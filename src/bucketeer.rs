//! The Bucketeer SDK surface consumed by the provider.
//!
//! Connection management, local evaluation, caching, and event delivery all live behind
//! [`BucketeerSdk`]. The provider only translates inputs and outputs.

use std::{collections::HashMap, fmt};

use serde::{Deserialize, Serialize};

use crate::CallContext;

/// Error returned by the backend SDK lifecycle operations.
pub type SdkError = Box<dyn std::error::Error + Send + Sync>;

/// A Bucketeer user: an identifier and string attributes.
#[derive(Debug, Clone, Default, PartialEq, Eq, Serialize, Deserialize)]
pub struct User {
    /// User identifier.
    pub id: String,
    /// User attributes. Non-string context values are stored JSON-encoded.
    pub data: HashMap<String, String>,
}

/// Evaluation reason reported by Bucketeer.
#[derive(Debug, Clone, Copy, PartialEq, Eq, Hash, Serialize, Deserialize)]
#[serde(rename_all = "SCREAMING_SNAKE_CASE")]
pub enum EvaluationReason {
    /// The user is listed in the flag's individual targets.
    Target,
    /// A targeting rule matched.
    Rule,
    /// No target or rule matched; the default strategy was served.
    Default,
    /// Deprecated: the value was determined on the client.
    Client,
    /// The flag is off; the off variation was served.
    OffVariation,
    /// Determined by a prerequisite flag.
    Prerequisite,
    /// No evaluations could be produced.
    ErrorNoEvaluations,
    /// The flag does not exist.
    ErrorFlagNotFound,
    /// The flag value has a different type than requested.
    ErrorWrongType,
    /// The user was missing an identifier.
    ErrorUserIdNotSpecified,
    /// The flag id was missing.
    ErrorFeatureFlagIdNotSpecified,
    /// Unclassified failure, such as a network error or timeout.
    ErrorException,
    /// The local flag cache has no data yet.
    ErrorCacheNotFound,
    /// Any code this crate does not know about.
    #[serde(other)]
    Unrecognized,
}

impl EvaluationReason {
    /// All reasons known to this crate, excluding [`EvaluationReason::Unrecognized`].
    pub const KNOWN: [EvaluationReason; 13] = [
        EvaluationReason::Target,
        EvaluationReason::Rule,
        EvaluationReason::Default,
        EvaluationReason::Client,
        EvaluationReason::OffVariation,
        EvaluationReason::Prerequisite,
        EvaluationReason::ErrorNoEvaluations,
        EvaluationReason::ErrorFlagNotFound,
        EvaluationReason::ErrorWrongType,
        EvaluationReason::ErrorUserIdNotSpecified,
        EvaluationReason::ErrorFeatureFlagIdNotSpecified,
        EvaluationReason::ErrorException,
        EvaluationReason::ErrorCacheNotFound,
    ];

    /// Wire representation of the reason.
    pub fn as_str(&self) -> &'static str {
        match self {
            EvaluationReason::Target => "TARGET",
            EvaluationReason::Rule => "RULE",
            EvaluationReason::Default => "DEFAULT",
            EvaluationReason::Client => "CLIENT",
            EvaluationReason::OffVariation => "OFF_VARIATION",
            EvaluationReason::Prerequisite => "PREREQUISITE",
            EvaluationReason::ErrorNoEvaluations => "ERROR_NO_EVALUATIONS",
            EvaluationReason::ErrorFlagNotFound => "ERROR_FLAG_NOT_FOUND",
            EvaluationReason::ErrorWrongType => "ERROR_WRONG_TYPE",
            EvaluationReason::ErrorUserIdNotSpecified => "ERROR_USER_ID_NOT_SPECIFIED",
            EvaluationReason::ErrorFeatureFlagIdNotSpecified => {
                "ERROR_FEATURE_FLAG_ID_NOT_SPECIFIED"
            }
            EvaluationReason::ErrorException => "ERROR_EXCEPTION",
            EvaluationReason::ErrorCacheNotFound => "ERROR_CACHE_NOT_FOUND",
            EvaluationReason::Unrecognized => "UNRECOGNIZED",
        }
    }

    /// Returns `true` for the `ERROR_*` codes.
    pub fn is_error(&self) -> bool {
        matches!(
            self,
            EvaluationReason::ErrorNoEvaluations
                | EvaluationReason::ErrorFlagNotFound
                | EvaluationReason::ErrorWrongType
                | EvaluationReason::ErrorUserIdNotSpecified
                | EvaluationReason::ErrorFeatureFlagIdNotSpecified
                | EvaluationReason::ErrorException
                | EvaluationReason::ErrorCacheNotFound
        )
    }
}

impl fmt::Display for EvaluationReason {
    fn fmt(&self, f: &mut fmt::Formatter<'_>) -> fmt::Result {
        f.write_str(self.as_str())
    }
}

/// Evaluation result returned by the `*_variation_details` operations.
#[derive(Debug, Clone, PartialEq, Serialize, Deserialize)]
#[serde(rename_all = "camelCase")]
pub struct EvaluationDetails<T> {
    /// Evaluated flag id.
    pub feature_id: String,
    /// Version of the flag definition used.
    pub feature_version: i32,
    /// Id of the evaluated user.
    pub user_id: String,
    /// Id of the served variation. Empty when no variation was served.
    pub variation_id: String,
    /// Human-readable name of the served variation. Empty when no variation was served.
    pub variation_name: String,
    /// Served value, or the default value passed in on error.
    pub variation_value: T,
    /// Why the value was served.
    pub reason: EvaluationReason,
}

/// Operations the provider needs from a Bucketeer SDK client.
///
/// Implementations are shared between threads and called concurrently. Backend failures
/// (timeouts, network errors, cancellation through `ctx`) must be reported as an `ERROR_*`
/// reason in the returned details rather than by panicking.
pub trait BucketeerSdk: Send + Sync {
    /// Evaluate a boolean flag.
    fn bool_variation_details(
        &self,
        ctx: &CallContext,
        user: &User,
        feature_id: &str,
        default_value: bool,
    ) -> EvaluationDetails<bool>;

    /// Evaluate a string flag.
    fn string_variation_details(
        &self,
        ctx: &CallContext,
        user: &User,
        feature_id: &str,
        default_value: String,
    ) -> EvaluationDetails<String>;

    /// Evaluate an integer flag.
    fn int64_variation_details(
        &self,
        ctx: &CallContext,
        user: &User,
        feature_id: &str,
        default_value: i64,
    ) -> EvaluationDetails<i64>;

    /// Evaluate a floating point flag.
    fn float64_variation_details(
        &self,
        ctx: &CallContext,
        user: &User,
        feature_id: &str,
        default_value: f64,
    ) -> EvaluationDetails<f64>;

    /// Evaluate a JSON flag.
    fn object_variation_details(
        &self,
        ctx: &CallContext,
        user: &User,
        feature_id: &str,
        default_value: serde_json::Value,
    ) -> EvaluationDetails<serde_json::Value>;

    /// Flush pending events and release resources.
    fn close(&self, ctx: &CallContext) -> Result<(), SdkError>;
}
//! Browse service: the pagination-aware fetch controller
//!
//! Owns the page cursor and the accumulated result set for the active
//! username session, issues one listing request per operation, and maintains
//! the observable [`FetchState`].
//!
//! # Sequencing
//!
//! The cursor and accumulator live behind an async mutex that is held for
//! the whole fetch protocol, so overlapping `search`/`load_more` calls run
//! in arrival order and every published state is the product of exactly one
//! completed fetch. There is no retry, no request timeout, and no
//! cancellation of a fetch already underway.

use std::sync::Arc;
use tokio::sync::Mutex;
use tracing::{debug, info, warn};

use super::events::{Event, EventBus, EventReceiver};
use crate::listing::RepoListing;
use crate::types::{FetchState, PageCursor, Repository};

/// Cursor and accumulator of the active username session.
struct BrowseInner {
    cursor: Option<PageCursor>,
    records: Vec<Repository>,
}

/// The fetch controller.
///
/// Construct one per browsing session owner (screen, CLI invocation, ...);
/// it is the single writer of its `FetchState`, which any number of
/// observers may read via [`state`](Self::state) and watch via
/// [`subscribe`](Self::subscribe).
pub struct BrowseService {
    listing: Arc<dyn RepoListing>,
    inner: Mutex<BrowseInner>,
    state: std::sync::Mutex<FetchState>,
    event_bus: EventBus,
}

impl BrowseService {
    /// Create a browse service on top of a repository listing.
    pub fn new(listing: Arc<dyn RepoListing>) -> Self {
        Self {
            listing,
            inner: Mutex::new(BrowseInner {
                cursor: None,
                records: Vec::new(),
            }),
            state: std::sync::Mutex::new(FetchState::Idle),
            event_bus: EventBus::new(100),
        }
    }

    /// Start a new session for `username`.
    ///
    /// Resets the cursor to page 1, discards everything accumulated for the
    /// previous username, and fetches the first page. Returns the resulting
    /// state (`Success` or `Error`).
    pub async fn search(&self, username: &str) -> FetchState {
        let mut inner = self.inner.lock().await;
        inner.cursor = Some(PageCursor::start(username));
        inner.records.clear();
        self.fetch_page(&mut inner, username, 1).await
    }

    /// Fetch the next page of the active session, appending to the
    /// accumulated set.
    ///
    /// A no-op when no search has been issued yet: no request is made and
    /// the current state is returned unchanged.
    pub async fn load_more(&self) -> FetchState {
        let mut inner = self.inner.lock().await;
        let (username, next_page) = match &inner.cursor {
            Some(cursor) => (cursor.username.clone(), cursor.page + 1),
            None => {
                debug!("load_more with no active session, ignoring");
                return self.state();
            }
        };
        self.fetch_page(&mut inner, &username, next_page).await
    }

    /// The current fetch state (cloned out of the observable cell).
    pub fn state(&self) -> FetchState {
        self.state.lock().unwrap().clone()
    }

    /// Subscribe to fetch progress events.
    ///
    /// Each issued fetch produces one `FetchStarted` followed by exactly one
    /// `FetchSucceeded` or `FetchFailed`.
    pub fn subscribe(&self) -> EventReceiver {
        self.event_bus.subscribe()
    }

    /// The shared fetch protocol of `search` and `load_more`.
    ///
    /// Runs with the session lock held. The cursor only advances and the
    /// accumulator only grows on success; a failed fetch leaves both
    /// untouched so the same page can be requested again.
    async fn fetch_page(
        &self,
        inner: &mut BrowseInner,
        username: &str,
        page: u32,
    ) -> FetchState {
        self.set_state(FetchState::Loading);
        self.event_bus.emit(Event::FetchStarted {
            username: username.to_string(),
            page,
        });
        info!("Fetching page {} for {}", page, username);

        let state = match self.listing.list_page(username, page).await {
            Ok(fetched) => {
                let added = fetched.records.len();
                inner.records.extend(fetched.records);
                if let Some(cursor) = inner.cursor.as_mut() {
                    cursor.page = page;
                }

                info!(
                    "Page {} for {}: {} new records, {} total, has_more={}",
                    page,
                    username,
                    added,
                    inner.records.len(),
                    fetched.has_more
                );
                self.event_bus.emit(Event::FetchSucceeded {
                    username: username.to_string(),
                    page,
                    added,
                    total: inner.records.len(),
                    has_more: fetched.has_more,
                });

                FetchState::Success {
                    records: inner.records.clone(),
                    has_more: fetched.has_more,
                }
            }
            Err(error) => {
                warn!("Fetch failed for {} page {}: {}", username, page, error);
                let message = error.to_string();
                self.event_bus.emit(Event::FetchFailed {
                    username: username.to_string(),
                    page,
                    error: message.clone(),
                });

                FetchState::Error { message }
            }
        };

        self.set_state(state.clone());
        state
    }

    fn set_state(&self, state: FetchState) {
        *self.state.lock().unwrap() = state;
    }
}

*Required work*. Whenever the word "network" shows up in a line of the entries, copy that line.

*Task output*.
    /// Unclassified failure, such as a network error or timeout.
/// (timeouts, network errors, cancellation through `ctx`) must be reported as an `ERROR_*`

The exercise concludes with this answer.